Assuming 12 cents/MB is correct here’s what we get:
- Average Kindle book is 0.7..2MB – Sprint gets paid 10..25 cents per download. Download doesn’t mean sale as customers can buy once and download multiple times.
- Average Kindle book sample – 0.2..0.6MB – it costs Amazon 2..7 pennies every time you download a book sample. This is comparable to click price in pay-per-click advertising and given that customers “target” themselves, conversion rate should be very high
- WSJ subscription – numbers are very similar to ones in MediaShift example – Amazon pays 4…5 USD per month for delivering the content.

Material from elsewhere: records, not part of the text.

//! Persistent invoices, payment complements and raw uploads on sled.

pub mod audit;
pub mod workflow;

use base64::{engine::general_purpose::STANDARD, Engine as _};
use cfdi_core::{Invoice, PaymentComplement};
use chrono::{DateTime, NaiveDateTime, Utc};
use rust_decimal::Decimal;
use serde::{Deserialize, Serialize};
use sled::transaction::{ConflictableTransactionError, TransactionError};
use sled::{Db, Transactional, Tree};
use std::path::Path;
use std::str::FromStr;
use thiserror::Error;

pub use audit::{AuditEvent, AuditLog};
pub use workflow::{Workflow, WorkflowError};

#[derive(Debug, Error)]
pub enum StoreError {
    #[error("{kind} {id} not found")]
    NotFound { kind: &'static str, id: String },

    #[error("invoice {0} already has a payment complement")]
    AlreadyPaid(u64),

    #[error("an invoice with UUID {0} already exists")]
    DuplicateUuid(String),

    #[error("corrupt stored artifact: {0}")]
    Decode(String),

    #[error("storage error: {0}")]
    Sled(#[from] sled::Error),

    #[error("serialization error: {0}")]
    Serde(#[from] serde_json::Error),

    #[error("io error: {0}")]
    Io(#[from] std::io::Error),
}

impl StoreError {
    fn not_found(kind: &'static str, id: impl ToString) -> Self {
        StoreError::NotFound {
            kind,
            id: id.to_string(),
        }
    }
}

pub type Result<T> = std::result::Result<T, StoreError>;

fn abort<T>(e: StoreError) -> std::result::Result<T, ConflictableTransactionError<StoreError>> {
    Err(ConflictableTransactionError::Abort(e))
}

fn tx_error(e: TransactionError<StoreError>) -> StoreError {
    match e {
        TransactionError::Abort(e) => e,
        TransactionError::Storage(e) => StoreError::Sled(e),
    }
}

fn key(id: u64) -> [u8; 8] {
    id.to_be_bytes()
}

#[derive(Debug, Clone, PartialEq, Serialize, Deserialize)]
pub struct InvoiceRecord {
    pub id: u64,
    pub invoice: Invoice,
    /// Key of the raw XML in the uploads tree.
    pub upload_key: Option<String>,
    pub created_at: DateTime<Utc>,
}

/// Provider result to persist against an invoice.
#[derive(Debug, Clone, PartialEq)]
pub struct NewComplement {
    pub external_id: String,
    pub fiscal_uuid: String,
    /// Fiscal UUID of an ingress CFDI stamped for the invoice.
    pub provider_uuid: Option<String>,
    pub pdf_blob: Option<String>,
    pub xml_content: Option<String>,
    pub amount: Decimal,
    pub payment_date: NaiveDateTime,
    pub payment_method_code: String,
    pub currency: String,
}

#[derive(Debug, Clone, Copy, PartialEq, Eq, Serialize, Deserialize)]
#[serde(rename_all = "lowercase")]
pub enum ArtifactKind {
    Pdf,
    Xml,
}

impl ArtifactKind {
    pub fn content_type(&self) -> &'static str {
        match self {
            ArtifactKind::Pdf => "application/pdf",
            ArtifactKind::Xml => "application/xml",
        }
    }

    pub fn extension(&self) -> &'static str {
        match self {
            ArtifactKind::Pdf => "pdf",
            ArtifactKind::Xml => "xml",
        }
    }

    pub fn file_name(&self, external_id: &str) -> String {
        format!("complemento_pago_{}.{}", external_id, self.extension())
    }
}

impl FromStr for ArtifactKind {
    type Err = String;

    fn from_str(s: &str) -> std::result::Result<Self, Self::Err> {
        match s.to_ascii_lowercase().as_str() {
            "pdf" => Ok(ArtifactKind::Pdf),
            "xml" => Ok(ArtifactKind::Xml),
            other => Err(format!("unknown artifact format: {other}")),
        }
    }
}

#[derive(Debug, Clone, PartialEq, Eq)]
pub struct Artifact {
    pub content_type: &'static str,
    pub file_name: String,
    pub bytes: Vec<u8>,
}

#[derive(Clone)]
pub struct Store {
    db: Db,
    invoices: Tree,
    invoice_uuids: Tree,
    complements: Tree,
    complement_by_invoice: Tree,
    uploads: Tree,
}

impl Store {
    pub fn open(path: impl AsRef<Path>) -> Result<Self> {
        Self::from_db(sled::open(path)?)
    }

    /// In-memory store removed on drop.
    pub fn temporary() -> Result<Self> {
        Self::from_db(sled::Config::new().temporary(true).open()?)
    }

    fn from_db(db: Db) -> Result<Self> {
        Ok(Self {
            invoices: db.open_tree("invoices")?,
            invoice_uuids: db.open_tree("invoice_uuids")?,
            complements: db.open_tree("complements")?,
            complement_by_invoice: db.open_tree("complement_by_invoice")?,
            uploads: db.open_tree("uploads")?,
            db,
        })
    }

    fn generate_id(&self) -> Result<u64> {
        Ok(self.db.generate_id()? + 1)
    }

    /// Keep the raw upload; returns its timestamp key.
    pub fn save_upload(&self, content: &[u8]) -> Result<String> {
        let upload_key = format!(
            "{}-{}",
            Utc::now().format("%Y%m%d%H%M%S"),
            self.generate_id()?
        );
        self.uploads.insert(upload_key.as_bytes(), content)?;
        self.db.flush()?;
        tracing::debug!(upload_key = %upload_key, size = content.len(), "upload stored");
        Ok(upload_key)
    }

    pub fn upload(&self, upload_key: &str) -> Result<Vec<u8>> {
        self.uploads
            .get(upload_key.as_bytes())?
            .map(|v| v.to_vec())
            .ok_or_else(|| StoreError::not_found("upload", upload_key))
    }

    pub fn create_invoice(&self, invoice: Invoice, upload_key: Option<String>) -> Result<InvoiceRecord> {
        let record = InvoiceRecord {
            id: self.generate_id()?,
            invoice,
            upload_key,
            created_at: Utc::now(),
        };
        let id_key = key(record.id);
        let bytes = serde_json::to_vec(&record)?;
        let uuid = record.invoice.uuid.clone();

        (&self.invoices, &self.invoice_uuids)
            .transaction(|(invoices, uuids)| {
                if uuids.get(uuid.as_bytes())?.is_some() {
                    return abort(StoreError::DuplicateUuid(uuid.clone()));
                }
                invoices.insert(&id_key[..], bytes.clone())?;
                uuids.insert(uuid.as_bytes(), &id_key[..])?;
                Ok(())
            })
            .map_err(tx_error)?;
        self.db.flush()?;

        tracing::info!(invoice_id = record.id, uuid = %record.invoice.uuid, "invoice stored");
        Ok(record)
    }

    pub fn get_invoice(&self, id: u64) -> Result<InvoiceRecord> {
        let bytes = self
            .invoices
            .get(key(id))?
            .ok_or_else(|| StoreError::not_found("invoice", id))?;
        Ok(serde_json::from_slice(&bytes)?)
    }

    pub fn find_invoice_by_uuid(&self, uuid: &str) -> Result<Option<InvoiceRecord>> {
        match self.invoice_uuids.get(uuid.as_bytes())? {
            Some(id_key) => {
                let bytes = self
                    .invoices
                    .get(id_key)?
                    .ok_or_else(|| StoreError::not_found("invoice", uuid))?;
                Ok(Some(serde_json::from_slice(&bytes)?))
            }
            None => Ok(None),
        }
    }

    /// Newest first.
    pub fn list_invoices(&self) -> Result<Vec<InvoiceRecord>> {
        let mut out = Vec::new();
        for item in self.invoices.iter().rev() {
            let (_k, v) = item?;
            out.push(serde_json::from_slice(&v)?);
        }
        Ok(out)
    }

    /// Persist a stamped complement and mark its invoice paid, atomically.
    pub fn record_complement(&self, invoice_id: u64, new: NewComplement) -> Result<PaymentComplement> {
        let complement = PaymentComplement {
            id: self.generate_id()?,
            invoice_id,
            external_id: new.external_id,
            fiscal_uuid: new.fiscal_uuid,
            pdf_blob: new.pdf_blob,
            xml_content: new.xml_content,
            amount: new.amount,
            payment_date: new.payment_date,
            payment_method_code: new.payment_method_code,
            currency: new.currency,
            created_at: Utc::now(),
        };
        let invoice_key = key(invoice_id);
        let complement_key = key(complement.id);
        let complement_bytes = serde_json::to_vec(&complement)?;
        let provider_uuid = new.provider_uuid;

        (&self.invoices, &self.complements, &self.complement_by_invoice)
            .transaction(|(invoices, complements, by_invoice)| {
                let Some(bytes) = invoices.get(&invoice_key[..])? else {
                    return abort(StoreError::not_found("invoice", invoice_id));
                };
                let mut record: InvoiceRecord = match serde_json::from_slice(&bytes) {
                    Ok(r) => r,
                    Err(e) => return abort(e.into()),
                };
                if record.invoice.paid || by_invoice.get(&invoice_key[..])?.is_some() {
                    return abort(StoreError::AlreadyPaid(invoice_id));
                }

                record.invoice.paid = true;
                if provider_uuid.is_some() {
                    record.invoice.provider_uuid = provider_uuid.clone();
                }
                let updated = match serde_json::to_vec(&record) {
                    Ok(b) => b,
                    Err(e) => return abort(e.into()),
                };

                invoices.insert(&invoice_key[..], updated)?;
                complements.insert(&complement_key[..], complement_bytes.clone())?;
                by_invoice.insert(&invoice_key[..], &complement_key[..])?;
                Ok(())
            })
            .map_err(tx_error)?;
        self.db.flush()?;

        tracing::info!(
            invoice_id,
            complement_id = complement.id,
            fiscal_uuid = %complement.fiscal_uuid,
            "payment complement recorded"
        );
        Ok(complement)
    }

    pub fn get_complement(&self, id: u64) -> Result<PaymentComplement> {
        let bytes = self
            .complements
            .get(key(id))?
            .ok_or_else(|| StoreError::not_found("payment complement", id))?;
        Ok(serde_json::from_slice(&bytes)?)
    }

    pub fn complement_for_invoice(&self, invoice_id: u64) -> Result<Option<PaymentComplement>> {
        let Some(complement_key) = self.complement_by_invoice.get(key(invoice_id))? else {
            return Ok(None);
        };
        let bytes = self
            .complements
            .get(complement_key)?
            .ok_or_else(|| StoreError::not_found("payment complement for invoice", invoice_id))?;
        Ok(Some(serde_json::from_slice(&bytes)?))
    }

    /// Newest first.
    pub fn list_complements(&self) -> Result<Vec<PaymentComplement>> {
        let mut out = Vec::new();
        for item in self.complements.iter().rev() {
            let (_k, v) = item?;
            out.push(serde_json::from_slice(&v)?);
        }
        Ok(out)
    }

    pub fn artifact(&self, complement_id: u64, kind: ArtifactKind) -> Result<Artifact> {
        let complement = self.get_complement(complement_id)?;
        let bytes = match kind {
            ArtifactKind::Pdf => {
                let blob = complement
                    .pdf_blob
                    .as_deref()
                    .ok_or_else(|| StoreError::not_found("PDF for complement", complement_id))?;
                STANDARD
                    .decode(blob)
                    .map_err(|e| StoreError::Decode(e.to_string()))?
            }
            ArtifactKind::Xml => complement
                .xml_content
                .clone()
                .ok_or_else(|| StoreError::not_found("XML for complement", complement_id))?
                .into_bytes(),
        };

        Ok(Artifact {
            content_type: kind.content_type(),
            file_name: kind.file_name(&complement.external_id),
            bytes,
        })
    }
}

- Personal document conversion – you pay Amazon 15 cents per megabyte, Amazon pays Sprint 12 cents. Consider that resulting document same size or smaller than then original because of data compression and you get a sustainable revenue model for Amazon even in the unlikely case of bandwidth price going up.
- Web browsing – free for users, same 12 cents per MB to Amazon. But how many customers really use it? I don’t. Whenever I need to browse the web on the go I turn to either iPhone or netbook if WiFi hotspot is nearby.
In 2002 1 megabyte of wireless data used to cost more than a dollar. If this trend continues, wireless data costs will stop being a significant factor in Kindle economics 3-4 years down the road.
However with current prices it’s quite possible that Amazon may get unhappy about Savory hack that allows users to download large PDF files and convert them on the fly directly on Kindle.
No, you missed the decimal point. MediaShift claimed that bandwidth costs were 0.12 cents/MB.
I believe that they did actually mean $0.12 rather than .12 – if you do their math 1.2MB * $0.12/MB * 30 issues/month = $4.32
0.12 cents is too low to be true.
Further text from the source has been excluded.